Works by Fanni Niemi-Junkola (Tampere, 1962), an artist who explores the concept of otherness in a subtle and measured way, often deal with co-existence and how to handle encounters with the other. In Svart - A Horseman’s Story (2003), for example, the leading character Jalmari Svart is a man of gypsy lineage (an ethnic minority in Finland) who devotes himself to raising racehorses.

Elina Saloranta (Helsinki, 1968) establishes an often alienating and always complex relationship between image and text. The backdrop of her stories are relationships between men, women and texts, and frequently consist of re-working other works, such as Le lit des amants (2004), which was inspired by the work by Marguerite Duras.

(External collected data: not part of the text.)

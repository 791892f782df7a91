//! Orbit camera state (Y-up)
//!
//! The render loop feeds pointer input into [`OrbitState`] and reads back the
//! eye position every frame. Framing changes reset the pose and limits.

use bevy_math::{Vec2, Vec3};

use crate::framing::FramingParameters;

/// Elevation limit in radians, short of the poles
pub const MAX_ELEVATION: f32 = 1.5;

#[derive(Debug, Clone, PartialEq)]
pub struct OrbitState {
    pub target: Vec3,
    pub distance: f32,
    /// Goal distance that `distance` eases toward
    pub target_distance: f32,
    /// Angle around +Y, 0 looks from +Z
    pub azimuth: f32,
    pub elevation: f32,
    pub min_distance: f32,
    pub max_distance: f32,
    pub sensitivity: f32,
    pub zoom_speed: f32,
    pub smooth_factor: f32,
}

impl Default for OrbitState {
    fn default() -> Self {
        // Matches the stage camera before any model is framed: (0, 1, 6) looking at the origin
        let eye = Vec3::new(0.0, 1.0, 6.0);
        let distance = eye.length();
        Self {
            target: Vec3::ZERO,
            distance,
            target_distance: distance,
            azimuth: 0.0,
            elevation: (eye.y / distance).asin(),
            min_distance: 1.0,
            max_distance: 50.0,
            sensitivity: 0.005,
            zoom_speed: 0.1,
            smooth_factor: 0.15,
        }
    }
}

impl OrbitState {
    pub fn from_framing(framing: &FramingParameters) -> Self {
        let mut state = Self::default();
        state.apply_framing(framing);
        state
    }

    /// Adopt a new framing: limits, target and pose, without easing
    pub fn apply_framing(&mut self, framing: &FramingParameters) {
        self.min_distance = framing.min_distance;
        self.max_distance = framing.max_distance;
        self.target = framing.target;

        let offset = framing.camera_position - framing.target;
        let distance = offset.length();
        if distance.is_finite() && distance > f32::EPSILON {
            self.azimuth = offset.x.atan2(offset.z);
            self.elevation = (offset.y / distance).clamp(-1.0, 1.0).asin().clamp(-MAX_ELEVATION, MAX_ELEVATION);
        }

        let distance = self.clamp_distance(if distance.is_finite() { distance } else { self.min_distance });
        self.distance = distance;
        self.target_distance = distance;
    }

    /// Move the orbit pivot
    pub fn sync_target(&mut self, target: Vec3) {
        self.target = target;
    }

    /// Drag rotation in screen pixels
    pub fn rotate(&mut self, delta: Vec2) {
        self.azimuth -= delta.x * self.sensitivity;
        self.elevation = (self.elevation + delta.y * self.sensitivity).clamp(-MAX_ELEVATION, MAX_ELEVATION);
    }

    /// Scroll zoom; positive values move closer
    pub fn zoom(&mut self, scroll: f32) {
        let zoom_factor = 1.0 - scroll * self.zoom_speed;
        self.target_distance = self.clamp_distance(self.target_distance * zoom_factor.max(0.01));
    }

    /// Multiplicative zoom (pinch); factor < 1 moves closer
    pub fn zoom_by(&mut self, factor: f32) {
        if factor.is_finite() && factor > 0.0 {
            self.target_distance = self.clamp_distance(self.target_distance * factor);
        }
    }

    /// Ease the distance toward its goal
    pub fn advance(&mut self, dt: f32) {
        let lerp_factor = 1.0 - (-self.smooth_factor * 60.0 * dt).exp();
        self.distance += (self.target_distance - self.distance) * lerp_factor;
        self.distance = self.clamp_distance(self.distance);
    }

    /// Camera position for the current pose
    pub fn eye(&self) -> Vec3 {
        let horizontal = self.distance * self.elevation.cos();
        self.target
            + Vec3::new(
                horizontal * self.azimuth.sin(),
                self.distance * self.elevation.sin(),
                horizontal * self.azimuth.cos(),
            )
    }

    fn clamp_distance(&self, distance: f32) -> f32 {
        distance.clamp(self.min_distance, self.max_distance.max(self.min_distance))
    }
}
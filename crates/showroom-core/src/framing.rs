//! Camera framing policy
//!
//! Maps a measured [`BoundingVolume`] to a camera pose and orbit zoom limits.
//! Distances scale with the model size so a motorcycle and a truck fill the
//! view alike; the fixed rise/depth ratios give the same three-quarter angle
//! at any scale.

use bevy_math::Vec3;

use crate::bounds::BoundingVolume;

/// Closest orbit distance as a fraction of model size
pub const MIN_DISTANCE_FACTOR: f32 = 0.5;
/// Closest orbit distance never drops below this
pub const MIN_DISTANCE_FLOOR: f32 = 1.0;
/// Farthest orbit distance as a multiple of model size
pub const MAX_DISTANCE_FACTOR: f32 = 3.5;
/// Camera height above the center, in model sizes
pub const CAMERA_RISE_FACTOR: f32 = 0.8;
/// Camera depth in front of the center, in model sizes
pub const CAMERA_DEPTH_FACTOR: f32 = 2.0;

/// Near plane of the stage camera before any model is framed
pub const NEAR_PLANE: f32 = 0.01;
/// Far plane of the stage camera before any model is framed; also the floor
/// for framed models so the stage stays visible around small ones
pub const FAR_PLANE: f32 = 1000.0;
/// Near plane as a fraction of the closest orbit distance
const NEAR_PLANE_FACTOR: f32 = 0.01;
/// Far plane as a multiple of the farthest orbit distance
const FAR_PLANE_FACTOR: f32 = 2.0;

/// Camera pose and orbit limits for one normalized model
#[derive(Debug, Clone, Copy, PartialEq)]
pub struct FramingParameters {
    pub min_distance: f32,
    pub max_distance: f32,
    pub camera_position: Vec3,
    pub target: Vec3,
}

/// Frame a model. Pure; call once per normalization, not per frame.
pub fn frame(volume: &BoundingVolume) -> FramingParameters {
    let size = volume.size;
    let center = volume.center;

    let min_distance = (size * MIN_DISTANCE_FACTOR).max(MIN_DISTANCE_FLOOR);
    // Tiny models would otherwise get max < min
    let max_distance = (size * MAX_DISTANCE_FACTOR).max(min_distance);

    FramingParameters {
        min_distance,
        max_distance,
        camera_position: Vec3::new(
            center.x,
            center.y + size * CAMERA_RISE_FACTOR,
            center.z + size * CAMERA_DEPTH_FACTOR,
        ),
        target: center,
    }
}

impl FramingParameters {
    /// Distance from the camera position to the target
    pub fn initial_distance(&self) -> f32 {
        self.camera_position.distance(self.target)
    }

    /// Projection `(near, far)` planes for this framing.
    ///
    /// The far plane is twice the farthest orbit distance; since that distance
    /// is at least seven model radii, the whole model stays in front of it at
    /// every zoom level.
    pub fn clip_planes(&self) -> (f32, f32) {
        let near = (self.min_distance * NEAR_PLANE_FACTOR).max(NEAR_PLANE);
        let far = (self.max_distance * FAR_PLANE_FACTOR).max(FAR_PLANE);
        (near, far)
    }
}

Mika Taanila (Helsinki, 1965) makes films, video clips and installations, the most recent of which play with the point where reality meets fiction. His works revise utopian projects from science and technology to explore the modern representation of the future and progress, highlighting the failure of science and other disciplines to construct a better future. In Optical Sound (2005), Taanila correlates his interest in technology to his passion for electronic music. The film contains images created for the score Symphony #2 For Dot Matrix Printers, produced in 1999 by the Canadian duo [The User], made up of composer Emmanuel Madan and architect Thomas McIntosh.

Finally, the three films by Salla Tykkä (Helsinki, 1973) constitute a trilogy with the generic title Cave (2003). In all of them, the leading figure is a woman at different ages: adolescent, young girl and adult. The trilogy is made up of fragmented stories in which some elements or reasons are not made explicit, leaving an open space for the viewer’s interpretation.